Predictors of Mortality and Outcomes of Ventilated Patients Managed in a Resource‐Limited Acute Surgical Ward
Author(s) -
Huei Tan Jih,
Lip Henry Tan Chor,
Hong Lim Cheng,
Fang Cheah Zi,
Ann Chen Sue,
Rou Lim Hui,
Ganesen Gayathiri,
Jie Ooi You,
Sing Tang Chuin,
Azlin Nor,
Muhammad Izwan,
Mohamad Yuzaidi,
Alwi Rizal Imran,
Mat Tuan Nur Azmah Tuan
Publication year - 2022
Publication title -
world journal of surgery
Language(s) - English
Resource type - Journals
SCImago Journal Rank - 1.115
H-Index - 148
eISSN - 1432-2323
pISSN - 0364-2313
DOI - 10.1007/s00268-021-06408-6
Subject(s) - medicine , mechanical ventilation , emergency medicine , subspecialty , intubation , intensive care , cardiac surgery , vascular surgery , abdominal surgery , intensive care medicine , cardiothoracic surgery , retrospective cohort study , intensive care unit , surgery , psychiatry
Background Acute care surgery is an important component of health care in the developed nations. However, in Malaysia, acute care surgery is yet to be recognized as a specific subspecialty service. Due to high demands of limited ICU beds, some patients have to be ventilated in the wards. This study aims to describe the outcomes of acute surgical patients that required mechanical ventilation. Methods This is a retrospective review of all mechanically ventilated surgical patients in the wards, in a tertiary hospital, in 2020. Sixty‐two patients out of 116 patients ventilated in surgical wards fulfilled the inclusion criteria. Demography, surgical diagnosis and procedures and physiologic, biochemical and survival data were analyzed to explore the outcomes and predictors of mortality. Results Twenty‐two out of 62 patients eventually gained ICU admission. Mean time from intubation to ICU entry and mean length of ICU stay were 48 h (0 to 312) and 10 days (1 to 33), respectively.

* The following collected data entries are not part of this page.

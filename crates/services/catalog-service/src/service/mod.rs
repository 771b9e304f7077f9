//! Application services layer - catalog write use cases.
//!
//! Services return `AppResult`; the `*_action` functions are the boundary
//! that turns every outcome into an `ActionResult` envelope with fixed
//! user-facing messages.

pub mod container;
mod product_service;
mod review_service;
mod variant_service;

pub use container::{Collaborators, ServiceContainer, Services};
pub use product_service::{
    create_product_action, delete_product_action, ProductManager, ProductService,
};
pub use review_service::{add_review_action, ReviewManager, ReviewService};
pub use variant_service::{
    delete_variant_action, upsert_variant_action, VariantManager, VariantService,
};

#[cfg(any(test, feature = "test-utils"))]
pub use container::MockServiceContainer;
#[cfg(any(test, feature = "test-utils"))]
pub use product_service::MockProductService;
#[cfg(any(test, feature = "test-utils"))]
pub use review_service::MockReviewService;
#[cfg(any(test, feature = "test-utils"))]
pub use variant_service::MockVariantService;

Survival for patients admitted to ICU compared to ventilation in the acute surgery wards was 54.5% (12/22) vs 17.5% (7/40). Thirty‐four patients underwent surgery, and the majority were bowel‐related emergency operations. SAPS2 score validation revealed AUC of 0.701. More than half of patients with mortality risk < 50% eventually were not admitted to ICU. Conclusions ICU care for critically ill surgical patients provides better survival. There is a need to improve triaging for intensive care, especially for low‐mortality‐risk patients using risk scores which are locally validated.